When brand owners registered their brands for the “one last time,” Wallis says they’d choose between registering it as a heritage brand or for use on livestock. “We set that price at about half of what it would cost to register a brand for livestock with the idea that there would be a financial incentive to move it to the heritage brand side and clean up the brand books,” says Wallis of she and co-sponsor Senator John Schiffer (R-Kaycee).
According to Wallis, renewal of a livestock brand if the system is set in place would cost $300. Registering it as a heritage brand would cost $150. New livestock brand registration would come at a cost of $300 plus $100 for each species for which the brand is registered. As an example she says if a brand were registered for use on horses, cattle and sheep, the cost would be $500.
Magagna says he has concerns regarding the financial implications the change could pose for the brand program. It would also take away the agency’s opportunity to capitalize on the re-issuing of brands not renewed during the designated timeframes.
“I think we’d lose two-thirds of our brands,” says Schwartz of registered livestock brands. “Furthermore, once you buy this heritage brand there’s no way to track it for the long-term, which could tie things up forever.” He estimates the legislation would cost his agency a quarter of a million dollars during each renewal period for the next 10 years. “The Governor’s Brand Task Force said $300 every 10 years was not out of line and that everybody could work with that,” says Schwartz of current brand renewal fees. “There aren’t many things you can do for $30 a year.”
“It’s going to be a delayed reaction as you get to the tenth year where you’re registering people one last time,” says Wallis of the impact on funding. “If you have only 8,000 to 10,000 brands in what should be a well-put-together electronic system, yes there would be less money coming in, but on the other hand it’s going to take way less personnel to manage.” After the 10 years where you’re registering people for “one last time,” she says an occasional brand registration and transfers will replace the existing re-registration. “That revenue is going to drop off, but it’s going to take way less personnel to manage it,” she says.
“Schwartz says four people plus Brand Commissioner Lee Romsa are employed in the WLSB’s brand division at the Cheyenne headquarters full time.”

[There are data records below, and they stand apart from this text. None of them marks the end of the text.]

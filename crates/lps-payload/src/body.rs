use bytes::Bytes;
use serde_json::Value;

use lps_types::{BodyStorage, ContentEncoding, PartitionKey, PayloadId};

pub const JSON_CONTENT_TYPE: &str = "application/json";

/// A body supplied by a caller on create or update.
#[derive(Clone, Debug, PartialEq)]
pub enum BodyInput {
    Empty,
    /// Stored inline when small enough, otherwise in overflow.
    Json(Value),
    /// Always stored in overflow.
    Binary { content_type: String, bytes: Bytes },
}

/// Input to [`crate::PayloadService::create`].
#[derive(Clone, Debug, PartialEq)]
pub struct NewPayload {
    /// Caller-supplied id; one is generated when absent.
    pub id: Option<PayloadId>,
    pub partition_key: PartitionKey,
    pub category: String,
    pub body: BodyInput,
}

impl NewPayload {
    pub fn new(partition_key: PartitionKey, category: impl Into<String>) -> Self {
        Self {
            id: None,
            partition_key,
            category: category.into(),
            body: BodyInput::Empty,
        }
    }

    pub fn with_id(mut self, id: PayloadId) -> Self {
        self.id = Some(id);
        self
    }

    pub fn with_body(mut self, body: BodyInput) -> Self {
        self.body = body;
        self
    }
}

/// A resolved payload body, decoded to its logical form.
#[derive(Clone, Debug, PartialEq)]
pub enum PayloadBody {
    Empty,
    Json(Value),
    Binary { content_type: String, bytes: Bytes },
}

/// A body in its stored representation, suitable for signed transfer.
#[derive(Clone, Debug, PartialEq)]
pub struct RawBody {
    pub storage: BodyStorage,
    pub content_type: String,
    /// Encoding applied to `bytes`, if any.
    pub encoding: Option<ContentEncoding>,
    pub bytes: Bytes,
}
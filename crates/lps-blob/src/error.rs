use std::time::Duration;

use lps_types::ErrorKind;

/// Errors from blob storage operations.
#[derive(Debug, Clone, PartialEq, thiserror::Error)]
pub enum BlobError {
    #[error("blob not found: {0}")]
    NotFound(String),

    /// The caller's per-operation deadline elapsed.
    #[error("blob transfer for {attachment} timed out after {after:?}")]
    Timeout { attachment: String, after: Duration },

    #[error("compression error: {0}")]
    Compression(String),

    /// Decoded output would exceed the caller's limit.
    #[error("decoded body exceeds {limit} bytes")]
    TooLarge { limit: usize },

    /// Stored bytes no longer match what was written.
    #[error("blob {attachment} is corrupt: {reason}")]
    Corrupt { attachment: String, reason: String },

    #[error("blob storage error: {0}")]
    Storage(String),
}

impl BlobError {
    pub fn kind(&self) -> ErrorKind {
        match self {
            Self::NotFound(_) => ErrorKind::NotFound,
            Self::Timeout { .. } | Self::Storage(_) => ErrorKind::Unavailable,
            Self::Compression(_) => ErrorKind::Internal,
            Self::TooLarge { .. } => ErrorKind::InvalidArgument,
            Self::Corrupt { .. } => ErrorKind::IntegrityFailure,
        }
    }
}

/// Result alias for blob operations.
pub type BlobResult<T> = Result<T, BlobError>;
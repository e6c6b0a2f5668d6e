use std::marker::PhantomData;
use std::sync::Arc;

use futures::stream::{self, BoxStream, StreamExt, TryStreamExt};
use tokio_util::sync::CancellationToken;
use tracing::trace;

use lps_types::{ContinuationToken, DataChunk, PartitionKey};

use crate::document::Document;
use crate::error::{StoreError, StoreResult};
use crate::predicate::Predicate;
use crate::traits::DocumentStore;

/// Pages through every document of type `T` matching a predicate.
///
/// A chunk is one backend page, decoded. Callers resume by handing back the
/// chunk's token unchanged; the reader never inspects it. Walking tokens
/// until one comes back `None` visits each matching document exactly once,
/// provided the partition is not modified during the walk.
pub struct ChunkedReader<T> {
    store: Arc<dyn DocumentStore>,
    page_size: Option<usize>,
    _marker: PhantomData<fn() -> T>,
}

impl<T> Clone for ChunkedReader<T> {
    fn clone(&self) -> Self {
        Self {
            store: self.store.clone(),
            page_size: self.page_size,
            _marker: PhantomData,
        }
    }
}

impl<T: Document> ChunkedReader<T> {
    pub fn new(store: Arc<dyn DocumentStore>) -> Self {
        Self {
            store,
            page_size: None,
            _marker: PhantomData,
        }
    }

    /// Request at most `size` items per chunk. The backend cap still applies.
    pub fn with_page_size(mut self, size: usize) -> Self {
        self.page_size = Some(size);
        self
    }

    /// Fetch one chunk.
    ///
    /// An empty-string token is treated as absent.
    pub async fn read_chunk(
        &self,
        predicate: &Predicate,
        partition: &PartitionKey,
        continuation: Option<&ContinuationToken>,
    ) -> StoreResult<DataChunk<T>> {
        let continuation = continuation.filter(|t| !t.as_str().is_empty());
        let page = self
            .store
            .query_page(T::COLLECTION, partition, predicate, continuation, self.page_size)
            .await?;
        trace!(
            collection = T::COLLECTION,
            partition = %partition,
            items = page.documents.len(),
            more = page.continuation.is_some(),
            "chunk read"
        );
        let items = page
            .documents
            .iter()
            .map(T::from_stored)
            .collect::<StoreResult<Vec<_>>>()?;
        Ok(DataChunk::new(items, page.continuation))
    }

    /// Stream chunks until the token runs out.
    ///
    /// Cancellation is checked before each page request.
    pub fn chunks(
        &self,
        predicate: Predicate,
        partition: PartitionKey,
        start: Option<ContinuationToken>,
        cancel: CancellationToken,
    ) -> BoxStream<'static, StoreResult<DataChunk<T>>> {
        let reader = self.clone();
        // `None` = finished; `Some(token)` = fetch the page at `token`.
        stream::try_unfold(Some(start), move |state| {
            let reader = reader.clone();
            let predicate = predicate.clone();
            let partition = partition.clone();
            let cancel = cancel.clone();
            async move {
                let Some(token) = state else {
                    return Ok(None);
                };
                if cancel.is_cancelled() {
                    return Err(StoreError::Cancelled);
                }
                let chunk = reader
                    .read_chunk(&predicate, &partition, token.as_ref())
                    .await?;
                let next = chunk.continuation_token.clone().map(Some);
                Ok::<_, StoreError>(Some((chunk, next)))
            }
        })
        .boxed()
    }

    /// Stream individual items across all chunks.
    pub fn stream(
        &self,
        predicate: Predicate,
        partition: PartitionKey,
        start: Option<ContinuationToken>,
        cancel: CancellationToken,
    ) -> BoxStream<'static, StoreResult<T>> {
        self.chunks(predicate, partition, start, cancel)
            .map_ok(|chunk| stream::iter(chunk.items.into_iter().map(Ok)))
            .try_flatten()
            .boxed()
    }

    /// Materialize every matching item.
    pub async fn collect_all(
        &self,
        predicate: &Predicate,
        partition: &PartitionKey,
        cancel: &CancellationToken,
    ) -> StoreResult<Vec<T>> {
        self.stream(predicate.clone(), partition.clone(), None, cancel.clone())
            .try_collect()
            .await
    }
}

Wallis says she envisions an Internet-based account system where livestock brand owners are responsible for keeping their contact information up to date. Brand inspectors, she says, could verify that information when making inspection calls.
The legislation includes a $50,000 appropriation to hire a contract person to implement the heritage brand program.
“What to do about people who want a brand over their fireplace and want to say it’s a registered Wyoming brand is a problem that’s been around for a long time,” says Magagna. “We need to continue to seek resolution. We’re just not prepared to say this is the answer.”
“Today, anybody can put a brand on their mantle,” says Schwartz. “They can put any brand they want on their mantle. They just can’t put it on livestock unless it’s registered with our agency. The brand program was initiated to show ownership of livestock. It was not intended to be a trademark. If people want a trademark they can go down to the Secretary of State’s Office and purchase one for almost nothing.”